Eis a íntegra da declaração do presidente do Supremo:
“A interpretação jurídica nunca é uma matéria puramente singela. Eu me lembro de um episódio ocorrido com o saudoso professor Geraldo Ataliba em que ele fazia uma palestra fumando um cigarro, em uma época em que se fumava diferentemente do que se fuma hoje.
“A palestra era sobre a efetividade das normas jurídicas. Ao final da palestra, em que ele fumou durante todo o tempo, um cidadão levantou na plateia e disse ‘professor, o senhor fala tanto em efetividade das normas jurídicas, mas o senhor ficou fumando o tempo inteiro e aqui há placas dizendo que é proibido fumar’.
“O Geraldo, que era um homem extremamente criativo, disse: ‘Meu amigo, o seu problema é a deficiência na interpretação das normas jurídicas. A placa que diz proibido fumar está atrás de mim –portanto, evidentemente ela não se aplica a mim. Eu não consigo ler de costas. E a outra placa está ali no auditório –o que significa que só não pode fumar quem está no auditório. De modo que eu não descumpri norma alguma’. De modo que a interpretação é sempre sujeita às múltiplas visões da vida”.

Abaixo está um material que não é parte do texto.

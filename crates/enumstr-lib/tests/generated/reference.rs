// Code generated by "enumstr reference"; DO NOT EDIT.

const DAY_NAME: &str = "MondayTuesdayWednesdayThursdayFridaySaturdaySunday";
const DAY_INDEX: [u8; 8] = [0, 6, 13, 22, 30, 36, 44, 50];

pub fn day_name(i: i64) -> ::std::borrow::Cow<'static, str> {
    use ::std::borrow::Cow;
    match i {
        0..=6 => {
            let idx = i as usize;
            Cow::Borrowed(&DAY_NAME[DAY_INDEX[idx] as usize..DAY_INDEX[idx + 1] as usize])
        }
        _ => Cow::Owned(format!("Day({i})")),
    }
}

impl ::std::fmt::Display for Day {
    fn fmt(&self, f: &mut ::std::fmt::Formatter<'_>) -> ::std::fmt::Result {
        f.write_str(&day_name(self.0))
    }
}

const NUMBER_NAME: &str = "OneTwoThree";
const NUMBER_INDEX: [u8; 4] = [0, 3, 6, 11];

pub fn number_name(i: i64) -> ::std::borrow::Cow<'static, str> {
    use ::std::borrow::Cow;
    match i {
        1..=3 => {
            let idx = (i - 1) as usize;
            Cow::Borrowed(&NUMBER_NAME[NUMBER_INDEX[idx] as usize..NUMBER_INDEX[idx + 1] as usize])
        }
        _ => Cow::Owned(format!("Number({i})")),
    }
}

impl ::std::fmt::Display for Number {
    fn fmt(&self, f: &mut ::std::fmt::Formatter<'_>) -> ::std::fmt::Result {
        f.write_str(&number_name(self.0))
    }
}

const GAP_NAME_0: &str = "TwoThree";
const GAP_NAME_1: &str = "FiveSixSevenEightNine";
const GAP_NAME_2: &str = "Eleven";
const GAP_INDEX_0: [u8; 3] = [0, 3, 8];
const GAP_INDEX_1: [u8; 6] = [0, 4, 7, 12, 17, 21];

pub fn gap_name(i: i64) -> ::std::borrow::Cow<'static, str> {
    use ::std::borrow::Cow;
    match i {
        2..=3 => {
            let idx = (i - 2) as usize;
            Cow::Borrowed(&GAP_NAME_0[GAP_INDEX_0[idx] as usize..GAP_INDEX_0[idx + 1] as usize])
        }
        5..=9 => {
            let idx = (i - 5) as usize;
            Cow::Borrowed(&GAP_NAME_1[GAP_INDEX_1[idx] as usize..GAP_INDEX_1[idx + 1] as usize])
        }
        11 => Cow::Borrowed(GAP_NAME_2),
        _ => Cow::Owned(format!("Gap({i})")),
    }
}

impl ::std::fmt::Display for Gap {
    fn fmt(&self, f: &mut ::std::fmt::Formatter<'_>) -> ::std::fmt::Result {
        f.write_str(&gap_name(self.0))
    }
}

const NUM_NAME: &str = "m_2m_1m0m1m2";
const NUM_INDEX: [u8; 6] = [0, 3, 6, 8, 10, 12];

pub fn num_name(i: i64) -> ::std::borrow::Cow<'static, str> {
    use ::std::borrow::Cow;
    match i {
        -2..=2 => {
            let idx = i.wrapping_sub(-2) as u64 as usize;
            Cow::Borrowed(&NUM_NAME[NUM_INDEX[idx] as usize..NUM_INDEX[idx + 1] as usize])
        }
        _ => Cow::Owned(format!("Num({i})")),
    }
}

impl ::std::fmt::Display for Num {
    fn fmt(&self, f: &mut ::std::fmt::Formatter<'_>) -> ::std::fmt::Result {
        f.write_str(&num_name(self.0))
    }
}

const UNUM_NAME_0: &str = "m0m1m2";
const UNUM_NAME_1: &str = "m_2m_1";
const UNUM_INDEX_0: [u8; 4] = [0, 2, 4, 6];
const UNUM_INDEX_1: [u8; 3] = [0, 3, 6];

pub fn unum_name(i: u8) -> ::std::borrow::Cow<'static, str> {
    use ::std::borrow::Cow;
    match i {
        0..=2 => {
            let idx = i as usize;
            Cow::Borrowed(&UNUM_NAME_0[UNUM_INDEX_0[idx] as usize..UNUM_INDEX_0[idx + 1] as usize])
        }
        253..=254 => {
            let idx = (i - 253) as usize;
            Cow::Borrowed(&UNUM_NAME_1[UNUM_INDEX_1[idx] as usize..UNUM_INDEX_1[idx + 1] as usize])
        }
        _ => Cow::Owned(format!("Unum({i})")),
    }
}

impl ::std::fmt::Display for Unum {
    fn fmt(&self, f: &mut ::std::fmt::Formatter<'_>) -> ::std::fmt::Result {
        f.write_str(&unum_name(self.0))
    }
}

static PRIME_MAP: [(i64, &str); 13] = [
    (2, "p2"),
    (3, "p3"),
    (5, "p5"),
    (7, "p7"),
    (11, "p11"),
    (13, "p13"),
    (17, "p17"),
    (19, "p19"),
    (23, "p23"),
    (29, "p29"),
    (31, "p37"),
    (41, "p41"),
    (43, "p43"),
];

pub fn prime_name(i: i64) -> ::std::borrow::Cow<'static, str> {
    use ::std::borrow::Cow;
    match PRIME_MAP.binary_search_by_key(&i, |&(value, _)| value) {
        Ok(pos) => Cow::Borrowed(PRIME_MAP[pos].1),
        Err(_) => Cow::Owned(format!("Prime({i})")),
    }
}

impl ::std::fmt::Display for Prime {
    fn fmt(&self, f: &mut ::std::fmt::Formatter<'_>) -> ::std::fmt::Result {
        f.write_str(&prime_name(self.0))
    }
}

const EDGE_NAME: &str = "LowestNext";
const EDGE_INDEX: [u8; 3] = [0, 6, 10];

pub fn edge_name(i: i64) -> ::std::borrow::Cow<'static, str> {
    use ::std::borrow::Cow;
    match i {
        i64::MIN..=-9223372036854775807 => {
            let idx = i.wrapping_sub(i64::MIN) as u64 as usize;
            Cow::Borrowed(&EDGE_NAME[EDGE_INDEX[idx] as usize..EDGE_INDEX[idx + 1] as usize])
        }
        _ => Cow::Owned(format!("Edge({i})")),
    }
}

impl ::std::fmt::Display for Edge {
    fn fmt(&self, f: &mut ::std::fmt::Formatter<'_>) -> ::std::fmt::Result {
        f.write_str(&edge_name(self.0))
    }
}

const WIDE_NAME_0: &str = "Zero";
const WIDE_NAME_1: &str = "NearMaxMax";
const WIDE_INDEX_1: [u8; 3] = [0, 7, 10];

pub fn wide_name(i: u64) -> ::std::borrow::Cow<'static, str> {
    use ::std::borrow::Cow;
    match i {
        0 => Cow::Borrowed(WIDE_NAME_0),
        18446744073709551614..=18446744073709551615 => {
            let idx = (i - 18446744073709551614) as usize;
            Cow::Borrowed(&WIDE_NAME_1[WIDE_INDEX_1[idx] as usize..WIDE_INDEX_1[idx + 1] as usize])
        }
        _ => Cow::Owned(format!("Wide({i})")),
    }
}

impl ::std::fmt::Display for Wide {
    fn fmt(&self, f: &mut ::std::fmt::Formatter<'_>) -> ::std::fmt::Result {
        f.write_str(&wide_name(self.0))
    }
}

const TINY_NAME: &str = "v0v1v2v3v4v5v6v7v8v9v10v11v12v13v14v15v16v17v18v19v20v21v22v23v24v25v26v27v28v29v30v31v32v33v34v35v36v37v38v39v40v41v42v43v44v45v46v47v48v49v50v51v52v53v54v55v56v57v58v59v60v61v62v63v64v65v66v67v68v69v70v71v72v73v74v75v76v77v78v79v80v81v82v83v84v85v86v87v88v89v90v91v92v93v94v95v96v97v98v99v100v101v102v103v104v105v106v107v108v109v110v111v112v113v114v115v116v117v118v119v120v121v122v123v124v125v126v127v128v129v130v131v132v133v134v135v136v137v138v139v140v141v142v143v144v145v146v147v148v149v150v151v152v153v154v155v156v157v158v159v160v161v162v163v164v165v166v167v168v169v170v171v172v173v174v175v176v177v178v179v180v181v182v183v184v185v186v187v188v189v190v191v192v193v194v195v196v197v198v199v200v201v202v203v204v205v206v207v208v209v210v211v212v213v214v215v216v217v218v219v220v221v222v223v224v225v226v227v228v229v230v231v232v233v234v235v236v237v238v239v240v241v242v243v244v245v246v247v248v249v250v251v252v253v254v255";
const TINY_INDEX: [u16; 257] = [0, 2, 4, 6, 8, 10, 12, 14, 16, 18, 20, 23, 26, 29, 32, 35, 38, 41, 44, 47, 50, 53, 56, 59, 62, 65, 68, 71, 74, 77, 80, 83, 86, 89, 92, 95, 98, 101, 104, 107, 110, 113, 116, 119, 122, 125, 128, 131, 134, 137, 140, 143, 146, 149, 152, 155, 158, 161, 164, 167, 170, 173, 176, 179, 182, 185, 188, 191, 194, 197, 200, 203, 206, 209, 212, 215, 218, 221, 224, 227, 230, 233, 236, 239, 242, 245, 248, 251, 254, 257, 260, 263, 266, 269, 272, 275, 278, 281, 284, 287, 290, 294, 298, 302, 306, 310, 314, 318, 322, 326, 330, 334, 338, 342, 346, 350, 354, 358, 362, 366, 370, 374, 378, 382, 386, 390, 394, 398, 402, 406, 410, 414, 418, 422, 426, 430, 434, 438, 442, 446, 450, 454, 458, 462, 466, 470, 474, 478, 482, 486, 490, 494, 498, 502, 506, 510, 514, 518, 522, 526, 530, 534, 538, 542, 546, 550, 554, 558, 562, 566, 570, 574, 578, 582, 586, 590, 594, 598, 602, 606, 610, 614, 618, 622, 626, 630, 634, 638, 642, 646, 650, 654, 658, 662, 666, 670, 674, 678, 682, 686, 690, 694, 698, 702, 706, 710, 714, 718, 722, 726, 730, 734, 738, 742, 746, 750, 754, 758, 762, 766, 770, 774, 778, 782, 786, 790, 794, 798, 802, 806, 810, 814, 818, 822, 826, 830, 834, 838, 842, 846, 850, 854, 858, 862, 866, 870, 874, 878, 882, 886, 890, 894, 898, 902, 906, 910, 914];

pub fn tiny_name(i: i8) -> ::std::borrow::Cow<'static, str> {
    use ::std::borrow::Cow;
    match i {
        i8::MIN..=127 => {
            let idx = i.wrapping_sub(i8::MIN) as u8 as usize;
            Cow::Borrowed(&TINY_NAME[TINY_INDEX[idx] as usize..TINY_INDEX[idx + 1] as usize])
        }
    }
}

impl ::std::fmt::Display for Tiny {
    fn fmt(&self, f: &mut ::std::fmt::Formatter<'_>) -> ::std::fmt::Result {
        f.write_str(&tiny_name(self.0))
    }
}

const QUOTE_NAME: &str = "say \"hi\"a\\bPlain";
const QUOTE_INDEX: [u8; 4] = [0, 8, 11, 16];

pub fn quote_name(i: u16) -> ::std::borrow::Cow<'static, str> {
    use ::std::borrow::Cow;
    match i {
        0..=2 => {
            let idx = i as usize;
            Cow::Borrowed(&QUOTE_NAME[QUOTE_INDEX[idx] as usize..QUOTE_INDEX[idx + 1] as usize])
        }
        _ => Cow::Owned(format!("Quote({i})")),
    }
}

impl ::std::fmt::Display for Quote {
    fn fmt(&self, f: &mut ::std::fmt::Formatter<'_>) -> ::std::fmt::Result {
        f.write_str(&quote_name(self.0))
    }
}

A lei 9.294 proibiu o fumo em locais fechados no Brasil em 1996. Ainda assim, há décadas recintos fechados, como auditórios, já ostentavam placas de “proibido fumar”.
OUTRAS INTERPRETAÇÕES
Essa não foi a 1ª vez em que o presidente do Supremo falou sobre as várias possibilidades da interpretação de uma norma ou sugeriu que violar a letra fria de uma determinação é às vezes necessário.
Em evento promovido pelo grupo Esfera em 12 de outubro, em Roma, na Itália, Barroso afirmou, lembrando da passagem de um autor lido na faculdade, que “é a violação que dá vida à norma”.
A declaração foi durante sua palestra no encontro, quando ele narrava uma história em que “roubou” docinhos no casamento de sua filha, Luna Barroso, em 2023, para a ministra aposentada Rosa Weber.
Segundo o magistrado, Weber estava indo embora da festa e disse que ainda não havia comido os doces da festa. Barroso, então, foi buscá-los para a então presidente da Corte, mas foi impedido por uma funcionária do casamento porque, segundo ela, “ainda não estava na hora” dos docinhos.
Barroso insistiu, dizendo que era o pai da noiva, ao que a atendente disse: “não muda nada”. A plateia riu.
“Essa moça recebeu essa instrução, estava interpretando ela. Ela provavelmente nunca leu [Hans] Kelsen [filósofo e representante da escola normativista do Direito], mas era uma positivista, normativista, e achava que a norma nunca pode ser flexibilizada. E eu me lembrei de uma passagem que li na faculdade do Del Vecchio, que diz que ‘é a violação que dá vida à norma’, de modo que meti a mão e catei os docinhos”.
Barroso conclui a história dizendo que a funcionária não estava errada, mas que “interpretar é sempre estar sujeito a algum grau de divergência”. Para ele, a interpretação não é uma “ciência matemática”, uma vez que existem diversas visões de mundo diferentes.